Fogh Ellen, Nayak Mithilesh, Prokhnenko Oleksandr, Bartkowiak Maciej, Munakata Koji, Soh Jian-Rui, Turrini Alexandra A, Zayed Mohamed E, Pomjakushina Ekaterina, Kageyama Hiroshi, Nojiri Hiroyuki, Kakurai Kazuhisa, Normand Bruce, Mila Frédéric, Rønnow Henrik M
Laboratory for Quantum Magnetism, Institute of Physics, Ecole Polytechnique Fédérale de Lausanne (EPFL), CH-1015, Lausanne, Switzerland.
Institute of Physics, Ecole Polytechnique Fédérale de Lausanne (EPFL), CH-1015, Lausanne, Switzerland.
Nat Commun. 2024 Jan 10;15(1):442. doi: 10.1038/s41467-023-44115-z.

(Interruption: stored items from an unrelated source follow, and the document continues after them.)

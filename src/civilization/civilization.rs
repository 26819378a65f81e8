use std::collections::BTreeMap;

use serde::{Deserialize, Serialize};
use tracing::trace;

use crate::civilization::diplomacy::{CityStatePersonality, CityStateType, DiplomacyManager, DiplomaticStatus};
use crate::civilization::notification::{Notification, NotificationAction, NotificationCategory};
use crate::civilization::player_type::PlayerType;
use crate::models::{City, MapUnit, SnapshotList};
use crate::trade::TradeRequest;

/// A civilization taking part in diplomacy: a major civ, a city-state or the barbarians.
///
/// Cloning gives a fully independent copy: diplomacy edges refer to the other civ by
/// name only, and the snapshot lists allocate fresh storage.
#[derive(Debug, Clone, Serialize, Deserialize)]
pub struct Civilization {
    pub civ_name: String,
    pub player_type: PlayerType,
    pub is_city_state: bool,
    #[serde(default)]
    pub city_state_type: Option<CityStateType>,
    #[serde(default)]
    pub city_state_personality: CityStatePersonality,
    #[serde(default)]
    pub is_barbarian: bool,

    pub gold: i32,

    #[serde(default)]
    pub units: SnapshotList<MapUnit>,
    #[serde(default)]
    pub cities: SnapshotList<City>,

    /// One edge per civ we have met, keyed by the other civ's name
    pub diplomacy: BTreeMap<String, DiplomacyManager>,

    /// For city-states, the major civ currently allied to us
    #[serde(default)]
    pub ally_civ: Option<String>,

    #[serde(default)]
    pub trade_requests: SnapshotList<TradeRequest>,

    #[serde(default)]
    pub notifications: Vec<Notification>,
}

impl Civilization {
    pub fn new(civ_name: impl Into<String>, player_type: PlayerType) -> Self {
        Self {
            civ_name: civ_name.into(),
            player_type,
            is_city_state: false,
            city_state_type: None,
            city_state_personality: CityStatePersonality::Neutral,
            is_barbarian: false,
            gold: 0,
            units: SnapshotList::new(),
            cities: SnapshotList::new(),
            diplomacy: BTreeMap::new(),
            ally_civ: None,
            trade_requests: SnapshotList::new(),
            notifications: Vec::new(),
        }
    }

    /// City-states are always AI controlled
    pub fn new_city_state(
        civ_name: impl Into<String>,
        city_state_type: CityStateType,
        personality: CityStatePersonality,
    ) -> Self {
        Self {
            is_city_state: true,
            city_state_type: Some(city_state_type),
            city_state_personality: personality,
            ..Self::new(civ_name, PlayerType::AI)
        }
    }

    pub fn new_barbarians() -> Self {
        Self {
            is_barbarian: true,
            ..Self::new("Barbarians", PlayerType::AI)
        }
    }

    pub fn is_human(&self) -> bool {
        self.player_type == PlayerType::Human
    }

    pub fn is_major_civ(&self) -> bool {
        !self.is_barbarian && !self.is_city_state
    }

    /// Barbarians are never defeated; everyone else is once they own nothing at all.
    pub fn is_defeated(&self) -> bool {
        !self.is_barbarian && self.cities.is_empty() && self.units.is_empty()
    }

    pub fn knows(&self, other_civ_name: &str) -> bool {
        self.diplomacy.contains_key(other_civ_name)
    }

    pub fn get_diplomacy_manager(&self, other_civ_name: &str) -> Option<&DiplomacyManager> {
        self.diplomacy.get(other_civ_name)
    }

    pub fn get_diplomacy_manager_mut(&mut self, other_civ_name: &str) -> Option<&mut DiplomacyManager> {
        self.diplomacy.get_mut(other_civ_name)
    }

    pub fn is_at_war_with(&self, other_civ_name: &str) -> bool {
        self.diplomacy
            .get(other_civ_name)
            .is_some_and(|d| d.diplomatic_status == DiplomaticStatus::War)
    }

    /// Net gold per turn from every trade we are part of
    pub fn trade_gold_per_turn(&self) -> i32 {
        self.diplomacy.values().map(DiplomacyManager::gold_per_turn).sum()
    }

    /// AI players have nobody to read notifications, so they are dropped.
    pub fn add_notification(
        &mut self,
        text: impl Into<String>,
        category: NotificationCategory,
        action: Option<NotificationAction>,
        icons: &[&str],
    ) {
        if !self.is_human() {
            return;
        }
        let notification = Notification::new(text, icons, action, category);
        trace!(civ = %self.civ_name, text = notification.text(), "notification");
        self.notifications.push(notification);
    }

    pub fn add_units(&mut self, units: impl IntoIterator<Item = MapUnit>) {
        for unit in units {
            self.units.with_added(unit);
        }
    }

    pub fn add_city(&mut self, city: City) {
        self.cities.with_added(city);
    }
}

#[cfg(test)]
mod tests {
    use super::*;
    use crate::models::Position;

    #[test]
    fn test_defeated_only_without_cities_and_units() {
        let mut civ = Civilization::new("Rome", PlayerType::AI);
        assert!(civ.is_defeated());
        civ.add_units([MapUnit::new(1, "Warrior", true, (0, 0) as Position)]);
        assert!(!civ.is_defeated());
        assert!(!Civilization::new_barbarians().is_defeated());
    }

    #[test]
    fn test_ai_notifications_are_suppressed() {
        let mut ai = Civilization::new("Rome", PlayerType::AI);
        let mut human = Civilization::new("Greece", PlayerType::Human);
        ai.add_notification("hello", NotificationCategory::General, None, &[]);
        human.add_notification("hello", NotificationCategory::General, None, &["Rome"]);
        assert!(ai.notifications.is_empty());
        assert_eq!(human.notifications.len(), 1);
        assert_eq!(human.notifications[0].icons(), &["Rome".to_string()]);
    }

    #[test]
    fn test_clone_does_not_share_edges() {
        let mut civ = Civilization::new("Rome", PlayerType::AI);
        civ.diplomacy.insert("Greece".into(), DiplomacyManager::new("Rome", "Greece"));
        let mut copy = civ.clone();
        copy.get_diplomacy_manager_mut("Greece").unwrap().diplomatic_status = DiplomaticStatus::War;
        assert!(!civ.is_at_war_with("Greece"));
        assert!(copy.is_at_war_with("Greece"));
    }
}
use std::fmt;

use serde::{Deserialize, Serialize};

/// Represents the level of relationship between civilizations.
///
/// Ordered from worst to best, so levels compare with the standard operators.
#[derive(Debug, Clone, Copy, PartialEq, Eq, PartialOrd, Ord, Hash, Serialize, Deserialize)]
pub enum RelationshipLevel {
    Unforgivable,
    Enemy,
    Competitor,
    Neutral,
    Favorable,
    Friend,
    Ally,
}

impl RelationshipLevel {
    /// Level of a city-state towards a major civ, from its influence.
    ///
    /// War forces at least Enemy but never lifts Unforgivable.
    pub fn from_influence(influence: f32, at_war: bool) -> Self {
        match influence {
            i if i <= -60.0 => Self::Unforgivable,
            i if i <= -30.0 => Self::Enemy,
            _ if at_war => Self::Enemy,
            i if i >= 60.0 => Self::Ally,
            i if i >= 30.0 => Self::Friend,
            _ => Self::Neutral,
        }
    }

    /// Level of an AI major civ towards another civ, from the sum of its modifiers
    pub fn from_opinion(opinion: f32, at_war: bool) -> Self {
        match opinion {
            o if o <= -80.0 => Self::Unforgivable,
            o if o <= -40.0 => Self::Enemy,
            _ if at_war => Self::Enemy,
            o if o <= -15.0 => Self::Competitor,
            o if o >= 80.0 => Self::Ally,
            o if o >= 40.0 => Self::Friend,
            o if o >= 15.0 => Self::Favorable,
            _ => Self::Neutral,
        }
    }

    pub fn description(&self) -> &'static str {
        match self {
            Self::Unforgivable => "Unforgivable",
            Self::Enemy => "Enemy",
            Self::Competitor => "Competitor",
            Self::Neutral => "Neutral",
            Self::Favorable => "Favorable",
            Self::Friend => "Friend",
            Self::Ally => "Ally",
        }
    }
}

impl fmt::Display for RelationshipLevel {
    fn fmt(&self, f: &mut fmt::Formatter<'_>) -> fmt::Result {
        f.write_str(self.description())
    }
}
use std::cell::RefCell;
use std::collections::HashMap;
use std::rc::Rc;

use tracing::trace;

use crate::civilization::Civilization;
use crate::game_info::GameServices;
use crate::models::{MapUnit, Position, ResourceSupplyList};

/// How far from a unit the headless map looks for a free tile
const SEARCH_RADIUS: i32 = 10;

/// Every callback the rules made into the services, in order
#[derive(Debug, Default, Clone, PartialEq, Eq)]
pub struct ServiceCalls {
    pub stats_updates: Vec<String>,
    pub resource_updates: Vec<String>,
}

/// A map-less stand-in for the rest of the game.
///
/// Territory is a plain tile-to-owner table, resources come from a fixed base supply per
/// civ plus whatever its trades move, and city-states gift a unit of a configured type
/// next to their capital.
#[derive(Debug, Clone, Default)]
pub struct HeadlessServices {
    territory: HashMap<Position, String>,
    base_resources: HashMap<String, ResourceSupplyList>,
    gift_unit_name: Option<String>,
    /// Tiles outside `0..width, 0..height` do not exist
    map_size: Option<(i32, i32)>,
    calls: Rc<RefCell<ServiceCalls>>,
}

impl HeadlessServices {
    pub fn new() -> Self {
        Self::default()
    }

    /// Gives `owner` every tile of the rectangle from `from` to `to`, both included
    pub fn with_territory(mut self, owner: &str, from: Position, to: Position) -> Self {
        for x in from.0.min(to.0)..=from.0.max(to.0) {
            for y in from.1.min(to.1)..=from.1.max(to.1) {
                self.territory.insert((x, y), owner.to_string());
            }
        }
        self
    }

    pub fn with_resource(mut self, civ_name: &str, resource: &str, amount: i32) -> Self {
        self.base_resources
            .entry(civ_name.to_string())
            .or_default()
            .add(resource, "Tiles", amount);
        self
    }

    pub fn with_gift_unit(mut self, unit_name: &str) -> Self {
        self.gift_unit_name = Some(unit_name.to_string());
        self
    }

    pub fn with_map_size(mut self, width: i32, height: i32) -> Self {
        self.map_size = Some((width, height));
        self
    }

    /// Shared view of the recorded calls, still readable after the services are boxed into a game
    pub fn calls(&self) -> Rc<RefCell<ServiceCalls>> {
        Rc::clone(&self.calls)
    }

    fn on_map(&self, position: Position) -> bool {
        match self.map_size {
            Some((width, height)) => (0..width).contains(&position.0) && (0..height).contains(&position.1),
            None => true,
        }
    }
}

impl GameServices for HeadlessServices {
    fn civ_resource_supply(&self, civ: &Civilization) -> ResourceSupplyList {
        let mut supply = self.base_resources.get(&civ.civ_name).cloned().unwrap_or_default();
        for diplomacy_manager in civ.diplomacy.values() {
            supply.add_all(&diplomacy_manager.resources_from_trade());
        }
        supply
    }

    fn tile_owner(&self, position: Position) -> Option<String> {
        self.territory.get(&position).cloned()
    }

    fn closest_tile_where(&self, from: Position, can_enter: &dyn Fn(Position) -> bool) -> Option<Position> {
        for distance in 1..=SEARCH_RADIUS {
            for dy in -distance..=distance {
                for dx in -distance..=distance {
                    if dx.abs() != distance && dy.abs() != distance {
                        continue;
                    }
                    let position = (from.0 + dx, from.1 + dy);
                    if self.on_map(position) && can_enter(position) {
                        return Some(position);
                    }
                }
            }
        }
        None
    }

    fn giftable_military_unit(&self, city_state: &Civilization, receiving_civ: &Civilization) -> Option<MapUnit> {
        let unit_name = self.gift_unit_name.as_ref()?;
        let position = city_state.cities.first().map_or((0, 0), |city| city.location);
        let id = receiving_civ.units.iter().map(|u| u.id).max().map_or(1, |id| id + 1);
        Some(MapUnit::new(id, unit_name.clone(), true, position))
    }

    fn update_stats_for_next_turn(&mut self, civ_name: &str) {
        trace!(civ = civ_name, "stats update requested");
        self.calls.borrow_mut().stats_updates.push(civ_name.to_string());
    }

    fn update_civ_resources(&mut self, civ_name: &str) {
        trace!(civ = civ_name, "resource update requested");
        self.calls.borrow_mut().resource_updates.push(civ_name.to_string());
    }
}
pub mod civilization;
pub mod diplomacy;
pub mod notification;
pub mod player_type;

pub use civilization::Civilization;
pub use notification::{Notification, NotificationAction, NotificationCategory};
pub use player_type::PlayerType;
use serde::{Deserialize, Serialize};

use crate::config::Speed;
use crate::constants::Constants;

/// Enum that classifies Trade Types
#[derive(Clone, Copy, Debug, PartialEq, Eq, Hash, Serialize, Deserialize)]
pub enum TradeOfferType {
    Gold,
    GoldPerTurn,
    /// Treaties are shared by both sides - like peace treaty
    Treaty,
    /// Agreements are one-sided, like open borders
    Agreement,
    LuxuryResource,
    StrategicResource,
    /// Introduction to another civilization
    Introduction,
    /// Declaration of war on another civilization
    WarDeclaration,
}

impl TradeOfferType {
    /// Trade is a one-time effect without duration
    pub fn is_immediate(&self) -> bool {
        matches!(
            self,
            TradeOfferType::Gold | TradeOfferType::Introduction
                | TradeOfferType::WarDeclaration
        )
    }

    pub fn is_resource(&self) -> bool {
        matches!(self, TradeOfferType::LuxuryResource | TradeOfferType::StrategicResource)
    }

    /// Offers whose name is another civilization
    pub fn names_civilization(&self) -> bool {
        matches!(self, TradeOfferType::Introduction | TradeOfferType::WarDeclaration)
    }
}

/// Represents a single offer in a trade between civilizations
#[derive(Clone, Debug, Serialize, Deserialize)]
pub struct TradeOffer {
    /// The name of the offer (resource name, treaty name, civ name...)
    pub name: String,
    pub trade_offer_type: TradeOfferType,
    pub amount: i32,
    /// Turns left; 0 for offers without duration, -1 for immediate ones
    pub duration: i32,
}

impl TradeOffer {
    /// Create a new trade offer, taking its duration from the game speed
    pub fn new(name: impl Into<String>, trade_offer_type: TradeOfferType, amount: i32, speed: &Speed) -> Self {
        let name = name.into();
        let duration = if trade_offer_type.is_immediate() {
            -1
        } else if name == Constants::PEACE_TREATY {
            speed.peace_deal_duration
        } else {
            speed.deal_duration
        };
        Self::with_duration(name, trade_offer_type, amount, duration)
    }

    pub fn with_duration(name: impl Into<String>, trade_offer_type: TradeOfferType, amount: i32, duration: i32) -> Self {
        Self {
            name: name.into(),
            trade_offer_type,
            amount,
            duration,
        }
    }

    /// Same offer, ignoring how long is left on it
    pub fn equals(&self, offer: &TradeOffer) -> bool {
        offer.name == self.name && offer.trade_offer_type == self.trade_offer_type && offer.amount == self.amount
    }

    pub fn is_peace_treaty(&self) -> bool {
        self.trade_offer_type == TradeOfferType::Treaty && self.name == Constants::PEACE_TREATY
    }

    pub fn is_open_borders(&self) -> bool {
        self.trade_offer_type == TradeOfferType::Agreement && self.name == Constants::OPEN_BORDERS
    }
}

impl PartialEq for TradeOffer {
    fn eq(&self, other: &Self) -> bool {
        self.equals(other)
    }
}

impl Eq for TradeOffer {}

#[cfg(test)]
mod tests {
    use super::*;

    #[test]
    fn test_duration_follows_speed() {
        let speed = Speed::default();
        let peace = TradeOffer::new(Constants::PEACE_TREATY, TradeOfferType::Treaty, 1, &speed);
        let iron = TradeOffer::new("Iron", TradeOfferType::StrategicResource, 2, &speed);
        let gold = TradeOffer::new("Gold", TradeOfferType::Gold, 100, &speed);
        assert_eq!(peace.duration, speed.peace_deal_duration);
        assert_eq!(iron.duration, speed.deal_duration);
        assert_eq!(gold.duration, -1);
    }

    #[test]
    fn test_equality_ignores_duration() {
        let a = TradeOffer::with_duration("Silk", TradeOfferType::LuxuryResource, 1, 5);
        let b = TradeOffer::with_duration("Silk", TradeOfferType::LuxuryResource, 1, 25);
        assert_eq!(a, b);
    }
}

In quantum magnetic materials, ordered phases induced by an applied magnetic field can be described as the Bose-Einstein condensation (BEC) of magnon excitations. In the strongly frustrated system SrCu(BO), no clear magnon BEC could be observed, pointing to an alternative mechanism, but the high fields required to probe this physics have remained a barrier to detailed investigation. Here we exploit the first purpose-built high-field neutron scattering facility to measure the spin excitations of SrCu(BO) up to 25.9 T and use cylinder matrix-product-states (MPS) calculations to reproduce the experimental spectra with high accuracy. Multiple unconventional features point to a condensation of S = 2 bound states into a spin-nematic phase, including the gradients of the one-magnon branches and the persistence of a one-magnon spin gap. This gap reflects a direct analogy with superconductivity, suggesting that the spin-nematic phase in SrCu(BO) is best understood as a condensate of bosonic Cooper pairs.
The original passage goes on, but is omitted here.